KUALA LUMPUR, 4 April — Current Pictures Sdn Bhd‘s Redha premiered at Golden Screen Cinemas, Pavilion on World Autism Awareness Day last Saturday. The family drama saw a packed reception coloured by live performances, special guest appearances, and speeches from its creators.

Redha depicts a Malaysian family’s struggle in raising an autistic child, and is the first Malaysian film to deal with the subject matter at this scale and depth.

Employing over two years of research involving visits to families of autistic children, child psychologists and autism societies, Redha provides a comprehensive look into the mental condition in hopes of raising awareness and understanding.

“Ramai yang tahu tetapi tidak mahu bercerita atau bercakap mengenai autism,” stated director Tunku Mona Riza during her opening speech. “Walaupun begitu, subjek autism yang membawa kita semua ke sini hari ini.”

In her film, Razlan (Nam Ron) and Alina (June Lojong) have a son, Danial (Harith Haziq), who displays unfathomable behavioural patterns. Alina, with help from her sister (Nadiya Nisaa) and close friend (Susan Lankester), eventually brings her son to a child psychologist, who indicates Danial may be an autistic child.

Razlan goes into denial, which adds to tensions within the family, leaving Alina to care for Danial. But as their lives start to improve, tragedy strikes and Razlan must now make peace with fate.
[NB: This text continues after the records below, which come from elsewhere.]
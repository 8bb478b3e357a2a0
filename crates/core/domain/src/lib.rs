//! 网关共享的领域模型：打印机记录、状态与寻址方式。

pub mod printer;

pub use printer::{NewPrinter, PrinterRecord, PrinterStatus, validate_new_printer, validate_record};

/// uid 的规范长度（带连字符的 UUID 文本）。
pub const UID_LEN: usize = 36;

/// 产线标识的最大长度。
pub const LINE_MAX_LEN: usize = 9;

/// 错误分类，边界层据此映射响应码。
#[derive(Debug, Clone, Copy, PartialEq, Eq, Hash)]
pub enum ErrorKind {
    Validation,
    NotFound,
    DeviceNotReady,
    Protocol,
    Transport,
    Store,
    Backup,
    Scheduler,
    Timeout,
}

impl ErrorKind {
    pub fn as_str(self) -> &'static str {
        match self {
            Self::Validation => "validation",
            Self::NotFound => "not_found",
            Self::DeviceNotReady => "device_not_ready",
            Self::Protocol => "protocol",
            Self::Transport => "transport",
            Self::Store => "store",
            Self::Backup => "backup",
            Self::Scheduler => "scheduler",
            Self::Timeout => "timeout",
        }
    }
}

/// 领域层校验错误。
#[derive(Debug, Clone, PartialEq, Eq, thiserror::Error)]
pub enum DomainError {
    /// uid 与 id 同时给出或都未给出。
    #[error("exactly one of 'uid' or 'id' must be provided")]
    AmbiguousIdentifier,
    #[error("invalid uid '{0}': expected a 36-char uuid")]
    InvalidUid(String),
    #[error("line designator '{0}' exceeds 9 chars")]
    LineTooLong(String),
    #[error("{0} required")]
    Required(&'static str),
}

/// 打印机寻址方式：按 uid 或按数值 id，二者择一。
#[derive(Debug, Clone, PartialEq, Eq, Hash)]
pub enum DeviceKey {
    ByUid(String),
    ById(u64),
}

impl DeviceKey {
    /// 从边界层的可选字段构造寻址键。
    ///
    /// 空字符串视为未提供，`0` 视为未提供；恰好一个有效时返回对应键。
    pub fn from_parts(uid: Option<&str>, id: Option<u64>) -> Result<Self, DomainError> {
        let uid = uid.map(str::trim).filter(|value| !value.is_empty());
        let id = id.filter(|value| *value != 0);
        match (uid, id) {
            (Some(uid), None) => {
                validate_uid(uid)?;
                Ok(Self::ByUid(uid.to_string()))
            }
            (None, Some(id)) => Ok(Self::ById(id)),
            _ => Err(DomainError::AmbiguousIdentifier),
        }
    }

    /// 判断记录是否被该键命中。
    pub fn matches(&self, record: &PrinterRecord) -> bool {
        match self {
            Self::ByUid(uid) => record.uid.eq_ignore_ascii_case(uid),
            Self::ById(id) => record.id == *id,
        }
    }
}

impl std::fmt::Display for DeviceKey {
    fn fmt(&self, f: &mut std::fmt::Formatter<'_>) -> std::fmt::Result {
        match self {
            Self::ByUid(uid) => write!(f, "uid={uid}"),
            Self::ById(id) => write!(f, "id={id}"),
        }
    }
}

/// 校验 uid 为规范的 36 位 UUID 文本。
pub fn validate_uid(uid: &str) -> Result<(), DomainError> {
    if uid.len() != UID_LEN || uuid::Uuid::parse_str(uid).is_err() {
        return Err(DomainError::InvalidUid(uid.to_string()));
    }
    Ok(())
}

/// 校验产线标识长度（按字符计）。
pub fn validate_line(line: &str) -> Result<(), DomainError> {
    if line.chars().count() > LINE_MAX_LEN {
        return Err(DomainError::LineTooLong(line.to_string()));
    }
    Ok(())
}

/// 生成新的 uid。
pub fn new_uid() -> String {
    uuid::Uuid::new_v4().to_string()
}
//! # 打印机注册表存储模块
//!
//! ## 架构设计
//!
//! 1. **接口抽象层** (`traits.rs`)：[`PrinterStore`] 异步 Trait
//! 2. **错误处理层** (`error.rs`)：统一的 [`StoreError`]
//! 3. **状态层** (`state.rs`)：两种实现共用的身份规则（id 不复用、uid 退役）
//! 4. **实现层**：
//!    - [`InMemoryPrinterStore`]：内存实现（测试、演示）
//!    - [`FilePrinterStore`]：目录 + JSON 文件实现（生产环境使用，可被备份模块直接复制）
//!
//! ## 使用示例
//!
//! ```rust,ignore
//! use printcomm_storage::{FilePrinterStore, PrinterStore};
//! use std::sync::Arc;
//!
//! let store: Arc<dyn PrinterStore> = Arc::new(FilePrinterStore::open("./data/registry").await?);
//! let printers = store.get_all().await?;
//! ```

pub mod error;
pub mod file;
pub mod in_memory;
mod state;
pub mod traits;

pub use error::StoreError;
pub use file::{FilePrinterStore, REGISTRY_FILE, TEMP_SUFFIX};
pub use in_memory::InMemoryPrinterStore;
pub use traits::PrinterStore;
Also appearing in Redha are Anne JamesRemy Ishak, Ruminah Sidek, Izzy Reef, Zahiril Adzim and Susan Menon.

Throughout the film, several characters insult Danial, deeming him “stupid” and “spoilt” due to his behaviour — a snapshot of society’s ignorance and lack of understanding for autism.

In order to rectify the situation and educate audiences, Redha‘s director conducted extensive research which included frequent meetings with local autism societies.

“In the beginning, the National Autism Society of Malaysia (NASOM) was a bit hesitant,” explained Tunku Mona Riza post-screening.

“They were afraid we could send out the wrong image of an autistic child, but when I went through the whole process of what I wanted to do with the film, they opened up.”

“With this film, I got to work with wonderful families. If they had not allowed me to be a part of their children’s lives for two years, then Danial’s character would not have been what you saw on screen.”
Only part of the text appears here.